Last night, my hubby ran out of hot water during his shower. This was odd since he knows where everything is at this point in his life and doesn't have a lot of hair left to wash. He just doesn't take long showers. So, that gave us two options. Either the circuit breaker to the hot water heater had tripped or the water heater itself was full of sand. That had happened once before; hot water heater full of sand. Not fun. It's extremely heavy and difficult to get out of the closet it's in when that happens. I could just see the plumbing bill and the money headed down the proverbial drain. Needless to say, I had my fingers crossed for that tripped circuit breaker! Should have been very easy to find out and just flip that thing back into place if that was the problem. Well......
I don't know if you've ever been truly depressed. Clinical, needing medication, depressed. I was shortly after my father died, many years ago. It was something I hope to never sink that far into again. I didn't care about anything. I just wanted to rest. So much so that I thought of driving into a bridge embankment in order to get some. The problem with that idea was that it could very well kill me too. I didn't want that. I had a son to raise. I got help before then. Anyway, I was never that fond of house cleaning to begin with and our house is in the country with lots of dirt and dust and stuff. So, when the depression hit, I did even less than I had been doing. For a very long time, I just did what I needed to do to live here and take care of the basic needs of my family. I'd wash the dishes (no dish washer) and wash the clothes and occasionally clean the bathroom. Who cares about a little dust, right?
I was also a collector back then. I had all kinds of collections. I loved every one of them. Right up until I needed to dust them. I slowly started to sell or give away my collections. I was sick of the dust and I had discovered my allergies by then. I had started to recycle my magazines, mail and aluminum cans. I was getting stuff out of the house that I didn't need or use, to some degree. The problem was that my hubby was as bad, if not worse, than I was. Every time a package came in the mail, he saved the box. Why? I don't know. We seldom reused them. And for some reason, he never looked through his mail. Grrrr! So, there were piles of it. I could go on, but I won't. He's a good man and I love him, but he is a man and has his faults like all men and all women for that matter.

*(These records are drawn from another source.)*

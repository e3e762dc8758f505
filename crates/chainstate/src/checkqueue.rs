//! Parallel batch verification. Jobs are pulled by a fixed pool of worker
//! threads and by the thread waiting on the batch.

use std::panic::{catch_unwind, AssertUnwindSafe};
use std::sync::atomic::{AtomicBool, Ordering};
use std::sync::{Arc, Condvar, Mutex, MutexGuard};
use std::thread::{self, JoinHandle};

use lccd_log::{log_category, Category};

/// One unit of verification work.
pub trait Check: Send + 'static {
    fn check(self) -> bool;
}

struct QueueState<T> {
    queue: Vec<T>,
    /// Threads parked waiting for work.
    idle: usize,
    /// Threads currently inside the service loop.
    total: usize,
    all_ok: bool,
    /// Jobs added but not yet finished, including ones being run.
    todo: usize,
    stopped: bool,
}

struct Shared<T> {
    state: Mutex<QueueState<T>>,
    worker_cv: Condvar,
    master_cv: Condvar,
    control_active: AtomicBool,
    batch_size: usize,
}

impl<T: Check> Shared<T> {
    fn lock(&self) -> MutexGuard<'_, QueueState<T>> {
        self.state
            .lock()
            .unwrap_or_else(|poisoned| poisoned.into_inner())
    }

    fn wait_on<'a>(
        &self,
        cv: &Condvar,
        guard: MutexGuard<'a, QueueState<T>>,
    ) -> MutexGuard<'a, QueueState<T>> {
        cv.wait(guard)
            .unwrap_or_else(|poisoned| poisoned.into_inner())
    }

    /// The service loop. Workers run it until stopped; the master runs it until
    /// every job of the current batch is accounted for and returns the verdict.
    fn run(&self, master: bool) -> bool {
        let mut taken = 0usize;
        let mut ok = true;
        let mut jobs: Vec<T> = Vec::with_capacity(self.batch_size);
        loop {
            let mut state = self.lock();
            if taken > 0 {
                state.all_ok &= ok;
                state.todo -= taken;
                if state.todo == 0 && !master {
                    self.master_cv.notify_one();
                }
            } else {
                state.total += 1;
            }
            loop {
                if state.stopped {
                    if !master {
                        state.total -= 1;
                        return false;
                    }
                    if !state.queue.is_empty() {
                        let dropped = state.queue.len();
                        state.queue.clear();
                        state.todo -= dropped;
                        state.all_ok = false;
                        log_category!(
                            Category::CheckQueue,
                            "check queue stopped with {dropped} jobs pending"
                        );
                    }
                }
                if !state.queue.is_empty() {
                    break;
                }
                if master && state.todo == 0 {
                    state.total -= 1;
                    let verdict = state.all_ok;
                    state.all_ok = true;
                    return verdict;
                }
                state.idle += 1;
                state = if master {
                    self.wait_on(&self.master_cv, state)
                } else {
                    self.wait_on(&self.worker_cv, state)
                };
                state.idle -= 1;
            }
            let share = state.queue.len() / (state.total + state.idle + 1);
            taken = share.min(self.batch_size).max(1);
            let keep = state.queue.len() - taken;
            jobs.extend(state.queue.drain(keep..));
            ok = state.all_ok;
            drop(state);

            for job in jobs.drain(..) {
                if ok {
                    ok = catch_unwind(AssertUnwindSafe(|| job.check())).unwrap_or(false);
                }
            }
        }
    }
}

pub struct CheckQueue<T: Check> {
    shared: Arc<Shared<T>>,
    workers: Vec<JoinHandle<()>>,
}

impl<T: Check> CheckQueue<T> {
    /// Starts `threads` workers. With zero workers the waiting thread does all
    /// of the work.
    pub fn new(threads: usize, batch_size: usize) -> std::io::Result<Self> {
        let shared = Arc::new(Shared {
            state: Mutex::new(QueueState {
                queue: Vec::new(),
                idle: 0,
                total: 0,
                all_ok: true,
                todo: 0,
                stopped: false,
            }),
            worker_cv: Condvar::new(),
            master_cv: Condvar::new(),
            control_active: AtomicBool::new(false),
            batch_size: batch_size.max(1),
        });
        let mut workers = Vec::with_capacity(threads);
        for index in 0..threads {
            let worker_shared = Arc::clone(&shared);
            let handle = thread::Builder::new()
                .name(format!("scriptcheck.{index}"))
                .spawn(move || {
                    worker_shared.run(false);
                })?;
            workers.push(handle);
        }
        Ok(Self { shared, workers })
    }

    pub fn worker_count(&self) -> usize {
        self.workers.len()
    }

    /// Opens the control for a new batch.
    ///
    /// # Panics
    ///
    /// Panics if another control on this queue is still alive.
    pub fn control(&self) -> CheckQueueControl<'_, T> {
        if self.shared.control_active.swap(true, Ordering::AcqRel) {
            panic!("check queue control already active");
        }
        CheckQueueControl {
            shared: &self.shared,
            done: false,
        }
    }

    /// Wakes every worker and waiter. Workers exit; a batch that has not
    /// drained reports failure.
    pub fn stop(&self) {
        let mut state = self.shared.lock();
        state.stopped = true;
        drop(state);
        self.shared.worker_cv.notify_all();
        self.shared.master_cv.notify_all();
    }

    pub fn is_stopped(&self) -> bool {
        self.shared.lock().stopped
    }
}

impl<T: Check> Drop for CheckQueue<T> {
    fn drop(&mut self) {
        self.stop();
        for handle in self.workers.drain(..) {
            let _ = handle.join();
        }
    }
}

/// Scoped access to a [`CheckQueue`] for one batch. Dropping it without
/// calling [`wait`](Self::wait) waits implicitly.
pub struct CheckQueueControl<'a, T: Check> {
    shared: &'a Arc<Shared<T>>,
    done: bool,
}

impl<T: Check> CheckQueueControl<'_, T> {
    pub fn add(&mut self, jobs: Vec<T>) {
        if jobs.is_empty() {
            return;
        }
        let count = jobs.len();
        let mut state = self.shared.lock();
        state.queue.extend(jobs);
        state.todo += count;
        drop(state);
        if count == 1 {
            self.shared.worker_cv.notify_one();
        } else {
            self.shared.worker_cv.notify_all();
        }
    }

    /// Runs jobs on this thread until the batch is finished. True only when
    /// every job passed.
    pub fn wait(&mut self) -> bool {
        let verdict = self.shared.run(true);
        self.done = true;
        verdict
    }
}

impl<T: Check> Drop for CheckQueueControl<'_, T> {
    fn drop(&mut self) {
        if !self.done {
            self.wait();
        }
        self.shared.control_active.store(false, Ordering::Release);
    }
}

#[cfg(test)]
mod tests {
    use super::*;
    use std::sync::atomic::AtomicUsize;
    use std::time::Duration;

    struct Counted {
        verdict: bool,
        runs: Arc<AtomicUsize>,
    }

    impl Check for Counted {
        fn check(self) -> bool {
            self.runs.fetch_add(1, Ordering::SeqCst);
            self.verdict
        }
    }

    struct Slow(Duration);

    impl Check for Slow {
        fn check(self) -> bool {
            thread::sleep(self.0);
            true
        }
    }

    struct Panicking;

    impl Check for Panicking {
        fn check(self) -> bool {
            panic!("job panicked");
        }
    }

    fn jobs(count: usize, runs: &Arc<AtomicUsize>) -> Vec<Counted> {
        (0..count)
            .map(|_| Counted {
                verdict: true,
                runs: Arc::clone(runs),
            })
            .collect()
    }

    #[test]
    fn all_true_batches_pass_for_any_pool_size() {
        for threads in [0usize, 1, 3, 8] {
            let queue = CheckQueue::new(threads, 16).expect("queue");
            let runs = Arc::new(AtomicUsize::new(0));
            for round in 1..=4usize {
                let mut control = queue.control();
                for _ in 0..round {
                    control.add(jobs(37, &runs));
                }
                assert!(control.wait(), "threads={threads} round={round}");
            }
            assert_eq!(runs.load(Ordering::SeqCst), 37 * 10);
        }
    }

    #[test]
    fn single_false_job_fails_batch_and_next_batch_is_clean() {
        let queue = CheckQueue::new(4, 8).expect("queue");
        let runs = Arc::new(AtomicUsize::new(0));
        {
            let mut control = queue.control();
            let mut batch = jobs(200, &runs);
            batch[117].verdict = false;
            control.add(batch);
            assert!(!control.wait());
        }
        let mut control = queue.control();
        control.add(jobs(10, &runs));
        assert!(control.wait());
    }

    #[test]
    fn panicking_job_counts_as_failure() {
        let queue = CheckQueue::new(2, 4).expect("queue");
        let mut control = queue.control();
        control.add(vec![Panicking]);
        assert!(!control.wait());
    }

    #[test]
    fn dropping_control_waits() {
        let queue = CheckQueue::new(2, 4).expect("queue");
        let runs = Arc::new(AtomicUsize::new(0));
        {
            let mut control = queue.control();
            control.add(jobs(50, &runs));
        }
        assert_eq!(runs.load(Ordering::SeqCst), 50);
    }

    #[test]
    #[should_panic(expected = "already active")]
    fn second_control_panics() {
        let queue: CheckQueue<Slow> = CheckQueue::new(0, 4).expect("queue");
        let _first = queue.control();
        let _second = queue.control();
    }

    #[test]
    fn stop_drains_without_deadlock() {
        let queue = Arc::new(CheckQueue::new(2, 1).expect("queue"));
        let stopper = Arc::clone(&queue);
        let handle = thread::spawn(move || {
            thread::sleep(Duration::from_millis(20));
            stopper.stop();
        });
        let mut control = queue.control();
        control.add(
            (0..400)
                .map(|_| Slow(Duration::from_millis(2)))
                .collect(),
        );
        assert!(!control.wait());
        drop(control);
        handle.join().expect("stopper");
        assert!(queue.is_stopped());
    }
}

Every once in a while, I'd want to spring clean or autumn clean and I'd take a look around and realize that I hadn't gotten rid of nearly as much as I had thought I had. The thought of tackling the whole place, after so many years of not caring, has been overwhelming. We live in a very small house and we have STUFF everywhere. It's horrible. I keep expecting the board of health or Oprah and a camera crew to show up at any minute. I live in fear that someone will just drop by for a visit. So, I decided to take it pretty much one room at a time and not think about the others until that one was finished. Of course just starting that one room is sometimes a big step.
So, last night when my hubby ran out of hot water, I knew I'd have to work on the office today. You see, there were so many empty boxes stacked up in front of the closet, that we couldn't get to the circuit box! So, I put on my happy music and got to work. It took a couple of hours of emptying and breaking down boxes before I finally got in there. The circuit breaker had indeed tripped. I have no idea why, but I do know that I will always be able to get to it in the future. Things are changing around here and they will stay changed. It's going to take a while, but this place will eventually shine like a copper penny and when it does, I'm having a big party!

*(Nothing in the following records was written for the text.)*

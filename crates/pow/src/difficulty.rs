//! Difficulty and compact target utilities.

use std::cmp::Ordering;

use lccd_consensus::params::PowType;
use lccd_consensus::{ConsensusParams, Hash256};
use lccd_log::Category;
use lccd_primitives::block::BlockHeader;
use primitive_types::U256;

use crate::activation::Activations;
use crate::hive::get_next_hive_work_required;

/// Number of past blocks Dark Gravity Wave averages over.
pub const DGW_PAST_BLOCKS: i64 = 24;

#[derive(Debug, Clone, Copy, PartialEq, Eq)]
pub enum CompactError {
    Negative,
    Overflow,
}

impl std::fmt::Display for CompactError {
    fn fmt(&self, f: &mut std::fmt::Formatter<'_>) -> std::fmt::Result {
        match self {
            CompactError::Negative => write!(f, "compact target has negative sign bit"),
            CompactError::Overflow => write!(f, "compact target overflows 256-bit range"),
        }
    }
}

impl std::error::Error for CompactError {}

#[derive(Debug, Clone, Copy, PartialEq, Eq)]
pub enum DifficultyError {
    MissingAncestor(i32),
    Compact(CompactError),
}

impl std::fmt::Display for DifficultyError {
    fn fmt(&self, f: &mut std::fmt::Formatter<'_>) -> std::fmt::Result {
        match self {
            DifficultyError::MissingAncestor(height) => {
                write!(f, "header at height {height} not available")
            }
            DifficultyError::Compact(err) => write!(f, "{err}"),
        }
    }
}

impl std::error::Error for DifficultyError {}

impl From<CompactError> for DifficultyError {
    fn from(err: CompactError) -> Self {
        DifficultyError::Compact(err)
    }
}

/// The header fields difficulty and Hive rules look at, plus the block's height
/// and id.
#[derive(Clone, Copy, Debug, PartialEq, Eq)]
pub struct HeaderInfo {
    pub height: i32,
    pub hash: Hash256,
    pub version: i32,
    pub time: i64,
    pub bits: u32,
    pub nonce: u32,
}

impl HeaderInfo {
    pub fn from_header(header: &BlockHeader, height: i32) -> Self {
        Self {
            height,
            hash: header.hash(),
            version: header.version,
            time: i64::from(header.time),
            bits: header.bits,
            nonce: header.nonce,
        }
    }

    pub fn is_hive_mined(&self, params: &ConsensusParams) -> bool {
        self.nonce == params.hive.hive_nonce_marker
    }

    pub fn pow_type(&self) -> Option<PowType> {
        PowType::from_version(self.version)
    }
}

/// Read access to the ancestors of the block being validated, by height.
pub trait HeaderSource {
    fn header_at(&self, height: i32) -> Option<HeaderInfo>;
}

impl HeaderSource for [HeaderInfo] {
    fn header_at(&self, height: i32) -> Option<HeaderInfo> {
        let base = self.first()?.height;
        let offset = usize::try_from(height.checked_sub(base)?).ok()?;
        self.get(offset).copied()
    }
}

impl HeaderSource for Vec<HeaderInfo> {
    fn header_at(&self, height: i32) -> Option<HeaderInfo> {
        self.as_slice().header_at(height)
    }
}

/// Parent of `header` if the source knows it.
pub fn prev_header<S: HeaderSource + ?Sized>(chain: &S, header: &HeaderInfo) -> Option<HeaderInfo> {
    if header.height <= 0 {
        return None;
    }
    chain.header_at(header.height - 1)
}

pub(crate) fn require_prev<S: HeaderSource + ?Sized>(
    chain: &S,
    header: &HeaderInfo,
) -> Result<HeaderInfo, DifficultyError> {
    prev_header(chain, header).ok_or(DifficultyError::MissingAncestor(header.height - 1))
}

/// What kind of block the next target is requested for.
#[derive(Clone, Copy, Debug, PartialEq, Eq)]
pub enum BlockKind {
    Pow(PowType),
    Hive,
}

pub fn compact_to_u256(bits: u32) -> Result<U256, CompactError> {
    let size = bits >> 24;
    let mut word = bits & 0x007f_ffff;

    let value = if size <= 3 {
        word >>= 8 * (3 - size);
        U256::from(word)
    } else {
        let shift = 8 * (size - 3);
        if shift >= 256 {
            U256::zero()
        } else {
            U256::from(word) << shift
        }
    };

    if word != 0 {
        if bits & 0x0080_0000 != 0 {
            return Err(CompactError::Negative);
        }
        let overflow = size > 34 || (word > 0xff && size > 33) || (word > 0xffff && size > 32);
        if overflow {
            return Err(CompactError::Overflow);
        }
    }

    Ok(value)
}

pub fn u256_to_compact(value: U256) -> u32 {
    if value.is_zero() {
        return 0;
    }

    let mut size = value.bits().div_ceil(8) as u32;
    let mut compact: u32;

    if size <= 3 {
        compact = value.low_u32() << (8 * (3 - size));
    } else {
        let shift = 8 * (size - 3);
        compact = (value >> shift).low_u32();
    }

    if (compact & 0x0080_0000) != 0 {
        compact >>= 8;
        size += 1;
    }

    (size << 24) | (compact & 0x007f_ffff)
}

pub fn compact_to_target(bits: u32) -> Result<Hash256, CompactError> {
    let value = compact_to_u256(bits)?;
    Ok(value.to_little_endian())
}

pub fn target_to_compact(target: &Hash256) -> u32 {
    u256_to_compact(U256::from_little_endian(target))
}

pub fn limit_to_u256(limit: &Hash256) -> U256 {
    U256::from_little_endian(limit)
}

pub fn hash_meets_target(hash: &Hash256, target: &Hash256) -> bool {
    U256::from_little_endian(hash) <= U256::from_little_endian(target)
}

/// Expected number of hashes for a block at `bits`.
pub fn block_proof(bits: u32) -> Result<U256, CompactError> {
    let target = compact_to_u256(bits)?;
    if target.is_zero() {
        return Ok(U256::zero());
    }
    let one = U256::from(1u64);
    Ok((!target / (target + one)) + one)
}

pub fn cmp_be(a: &Hash256, b: &Hash256) -> Ordering {
    U256::from_little_endian(a).cmp(&U256::from_little_endian(b))
}

/// Difficulty as a multiple of the minimum (`0x1d00ffff`) target.
pub fn get_difficulty(bits: u32) -> f64 {
    let mut shift = (bits >> 24) & 0xff;
    let mut difficulty = f64::from(0x0000_ffffu32) / f64::from((bits & 0x00ff_ffff).max(1));
    while shift < 29 {
        difficulty *= 256.0;
        shift += 1;
    }
    while shift > 29 {
        difficulty /= 256.0;
        shift -= 1;
    }
    difficulty
}

fn capped(value: U256, limit: U256) -> u32 {
    u256_to_compact(value.min(limit))
}

/// Target for the block after `tip`, of the given kind.
pub fn next_work_required<S: HeaderSource + ?Sized>(
    chain: &S,
    tip: &HeaderInfo,
    next_time: i64,
    kind: BlockKind,
    activations: &Activations,
    params: &ConsensusParams,
) -> Result<u32, DifficultyError> {
    match kind {
        BlockKind::Hive => get_next_hive_work_required(chain, tip, activations, params),
        BlockKind::Pow(pow_type) if activations.minotaurx_enabled(tip.height) => {
            lwma_next_work_required(chain, tip, next_time, pow_type, params)
        }
        BlockKind::Pow(_) => get_next_work_required(chain, tip, next_time, activations, params),
    }
}

/// Proof-of-work target before MinotaurX: Dark Gravity Wave once the scrypt era
/// has ended, the Litecoin retarget before that.
pub fn get_next_work_required<S: HeaderSource + ?Sized>(
    chain: &S,
    tip: &HeaderInfo,
    next_time: i64,
    activations: &Activations,
    params: &ConsensusParams,
) -> Result<u32, DifficultyError> {
    if tip.height >= params.last_scrypt_block {
        dark_gravity_wave(chain, tip, next_time, activations, params)
    } else {
        classic_next_work_required(chain, tip, next_time, params)
    }
}

/// Linearly weighted moving average over the last `lwma_averaging_window`
/// blocks of `pow_type`.
pub fn lwma_next_work_required<S: HeaderSource + ?Sized>(
    chain: &S,
    tip: &HeaderInfo,
    next_time: i64,
    pow_type: PowType,
    params: &ConsensusParams,
) -> Result<u32, DifficultyError> {
    let pow_limit = limit_to_u256(params.pow_type_limit(pow_type));
    let limit_bits = u256_to_compact(pow_limit);

    let t = params.pow_target_spacing * 2;
    let n = params.lwma_averaging_window;
    let k = n * (n + 1) * t / 2;

    if params.pow_allow_min_difficulty_blocks && next_time > tip.time + t * 10 {
        lccd_log::log_category!(
            Category::Pow,
            "lwma: allowing {} pow limit (apparent stall)",
            pow_type.name()
        );
        return Ok(limit_bits);
    }

    if i64::from(tip.height) < n {
        return Ok(limit_bits);
    }

    let mut wanted = Vec::with_capacity(n as usize);
    let mut cursor = *tip;
    loop {
        if cursor.version >= 0x2000_0000 {
            lccd_log::log_category!(
                Category::Pow,
                "lwma: allowing {} pow limit (reached fork point at height {})",
                pow_type.name(),
                cursor.height
            );
            return Ok(limit_bits);
        }
        if cursor.is_hive_mined(params) || cursor.pow_type() != Some(pow_type) {
            cursor = require_prev(chain, &cursor)?;
            continue;
        }
        wanted.push(cursor);
        if wanted.len() as i64 == n {
            break;
        }
        cursor = require_prev(chain, &cursor)?;
    }

    let mut previous_timestamp = cursor.time;
    let mut sum_weighted_solvetimes: i64 = 0;
    let mut avg_target = U256::zero();
    let divisor_n = U256::from(n as u64);
    let divisor_k = U256::from(k as u64);

    for (j, block) in wanted.iter().rev().enumerate() {
        let this_timestamp = if block.time > previous_timestamp {
            block.time
        } else {
            previous_timestamp + 1
        };
        let solvetime = (6 * t).min(this_timestamp - previous_timestamp);
        previous_timestamp = this_timestamp;
        sum_weighted_solvetimes += solvetime * (j as i64 + 1);

        let target = compact_to_u256(block.bits)?;
        avg_target = avg_target.overflowing_add(target / divisor_n / divisor_k).0;
    }

    let (next_target, _) = avg_target.overflowing_mul(U256::from(sum_weighted_solvetimes as u64));
    if next_target > pow_limit {
        return Ok(limit_bits);
    }
    Ok(u256_to_compact(next_target))
}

I had to stop the cleaning for today until I can go donate, recycle and take things to the dump. I did take a "before" picture and when it's all finished, I'll post it with the "after" picture. It will be very embarrassing for me, but I'm hoping it will also be incentive not to ever let it happen again. Oh, by the way, I'm still on medication for depression, but I'm hopeful that one day, I'll be able to stop taking it. Positive change!